Peace accord signed in effort to resolve deadly KwaZulu-Natal coal mine expansion dispute

THE extension of the Tendele Coal Mine in South Africa’s KwaZulu-Natal province is back on the agenda after parties contesting the development opted for arbitration over a court battle.

Petmin, the parent company of Tendele Coal Company, said in a press statement today a peace accord had been signed bearing the signatures of most of the key protagonists in the rolling conflict.

The dispute turns on compensating about ten families yet to agree to vacate their properties in order to make way for the expansion of the mine. In addition to protecting the rights of these community members, the dispute also involves environmentalists opposed to coal developments. On October 22, Fikile Ntshangase, an environmental activist who opposed the expansion, was murdered.

A reward of R20,000 each has been offered for information leading to the arrest of Ntshangase’s killers and those people who perpetrated violence against two other community members and activists, Petmin said today.

Petmin has argued in the past that failing to ensure the expansion of Tendele Coal Mine, which produces metallurgical or coking coal, would result in the loss of 1,600 direct jobs and affect the lives of up to 40,000 community members in the vicinity of the mine.

The areas into which Petmin wants to expand Tendele Coal Mine are situated away from current operations, the nearest pit of which is just 500 metres from the iMfolozi River, which is 4.7 kilometres from the confluence of the White iMfolozi and Black iMfolozi in KwaZulu-Natal.

Signatories to the peace accord include the Mfolozi Community Environmental Justice Organisation (MCEJBO), the local municipality, a representative from the Royal Family, the Mpukunyoni Community Mining Forum, and Tendele Coal – among others.

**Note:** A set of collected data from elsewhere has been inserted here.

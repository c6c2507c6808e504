//! Test doubles shared by the orchestration tests.

use async_trait::async_trait;
use std::collections::{HashMap, VecDeque};
use std::sync::{Arc, Mutex};
use std::time::Duration;

use super::ports::GenerationCapability;
use crate::types::{
    DocweaveError, ErrorCategory, GenerationRequest, GenerationResult, LlmError, Result,
};

/// One scripted reply
#[derive(Debug, Clone)]
pub enum Step {
    Content { content: String, score: Option<f64> },
    /// Never answers within any realistic timeout
    Timeout,
    Unavailable(String),
    /// Provider error of the given category
    Rejected(ErrorCategory),
}

impl Step {
    pub fn content(content: &str) -> Self {
        Self::Content {
            content: content.to_string(),
            score: None,
        }
    }

    pub fn scored(content: &str, score: f64) -> Self {
        Self::Content {
            content: content.to_string(),
            score: Some(score),
        }
    }
}

/// Replays scripted steps; per-target scripts win over the shared one.
/// An exhausted script answers `GenerationUnavailable`.
#[derive(Default)]
pub struct ScriptedCapability {
    shared: Mutex<VecDeque<Step>>,
    by_target: Mutex<HashMap<String, VecDeque<Step>>>,
    requests: Mutex<Vec<GenerationRequest>>,
}

impl ScriptedCapability {
    pub fn new(steps: Vec<Step>) -> Arc<Self> {
        Arc::new(Self {
            shared: Mutex::new(steps.into()),
            ..Default::default()
        })
    }

    pub fn per_target(scripts: Vec<(&str, Vec<Step>)>) -> Arc<Self> {
        Arc::new(Self {
            by_target: Mutex::new(
                scripts
                    .into_iter()
                    .map(|(path, steps)| (path.to_string(), steps.into()))
                    .collect(),
            ),
            ..Default::default()
        })
    }

    pub fn calls(&self) -> usize {
        self.requests.lock().unwrap().len()
    }

    pub fn requests(&self) -> Vec<GenerationRequest> {
        self.requests.lock().unwrap().clone()
    }

    pub fn requests_for(&self, path: &str) -> Vec<GenerationRequest> {
        self.requests()
            .into_iter()
            .filter(|r| r.plan.path() == path)
            .collect()
    }

    fn next_step(&self, path: &str) -> Option<Step> {
        if let Some(steps) = self.by_target.lock().unwrap().get_mut(path) {
            return steps.pop_front();
        }
        self.shared.lock().unwrap().pop_front()
    }
}

#[async_trait]
impl GenerationCapability for ScriptedCapability {
    async fn generate(&self, request: GenerationRequest) -> Result<GenerationResult> {
        self.requests.lock().unwrap().push(request.clone());
        let label = request.target_label();

        match self.next_step(request.plan.path()) {
            Some(Step::Content { content, score }) => {
                let result = GenerationResult::new(request, content);
                Ok(match score {
                    Some(s) => result.with_score(s),
                    None => result,
                })
            }
            Some(Step::Timeout) => {
                tokio::time::sleep(Duration::from_secs(3600)).await;
                Err(DocweaveError::unavailable(label, "slept through the timeout"))
            }
            Some(Step::Unavailable(reason)) => Err(DocweaveError::unavailable(label, reason)),
            Some(Step::Rejected(category)) => {
                Err(LlmError::with_provider(category, "scripted rejection", "scripted").into())
            }
            None => Err(DocweaveError::unavailable(label, "script exhausted")),
        }
    }

    fn name(&self) -> &str {
        "scripted"
    }
}

pub mod fixtures {
    use crate::orchestration::classifier::ChangeClassifier;
    use crate::orchestration::planner::plan_for_target;
    use crate::types::{
        ChangeEvent, ChangeMetadata, ChangedFile, DocumentTarget, Perspective, RawChange,
        UpdatePlan,
    };

    /// Fills every engagement template section and names the changed cli module
    pub const GOOD_README: &str = "# Overview\n\nAcme is a command line tool for managing invoices. The new export command in the cli writes every invoice for a period to a single CSV file.\n\n## Getting Started\n\nInstall the binary with cargo install acme, then run acme init inside a project directory to create the configuration file and the local invoice store.\n\n## Usage\n\nRun acme export --from 2024-01 --to 2024-03 to write all invoices in that range to invoices.csv. Use the output flag to choose another file path instead.\n";

    /// Right headings, thin bodies, no mention of the change
    pub const WEAK_README: &str =
        "# Overview\n\nA tool.\n\n## Getting Started\n\nInstall it.\n\n## Usage\n\nRun it.\n";

    /// No headings at all
    pub const BARE_README: &str = "Acme manages invoices.\n";

    pub fn raw(files: Vec<ChangedFile>, message: &str) -> RawChange {
        RawChange {
            repository_id: "acme/app".into(),
            revision_id: "4f2c9e1a7b".into(),
            files,
            diff: None,
            metadata: ChangeMetadata {
                commit_message: Some(message.into()),
                ..Default::default()
            },
        }
    }

    pub fn event(files: Vec<ChangedFile>, message: &str) -> ChangeEvent {
        ChangeClassifier::default()
            .classify(&raw(files, message))
            .unwrap()
    }

    /// A `create` plan for a missing README after a cli change
    pub fn create_readme() -> (UpdatePlan, ChangeEvent) {
        let event = event(
            vec![ChangedFile::modified("src/cli/export.rs")],
            "feat(cli): add export command",
        );
        let plan = plan_for_target(
            DocumentTarget::missing(Perspective::Engagement, "README.md"),
            &event,
        );
        (plan, event)
    }
}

MCEJBO has agreed to withdraw its legal action against the expansion. An attorney, Kirsten Youens, has not signed the accord, however. Previously a representative of MCEJBO, Youens continues to stand for other voices in the dispute.

“If the mine can be saved, the mine will be in operation for another 10 years, and thereby able to continue to contribute to the economic development in this poverty-stricken area, where 72 percent of the household income is less than R2,000 per month,” said Petmin.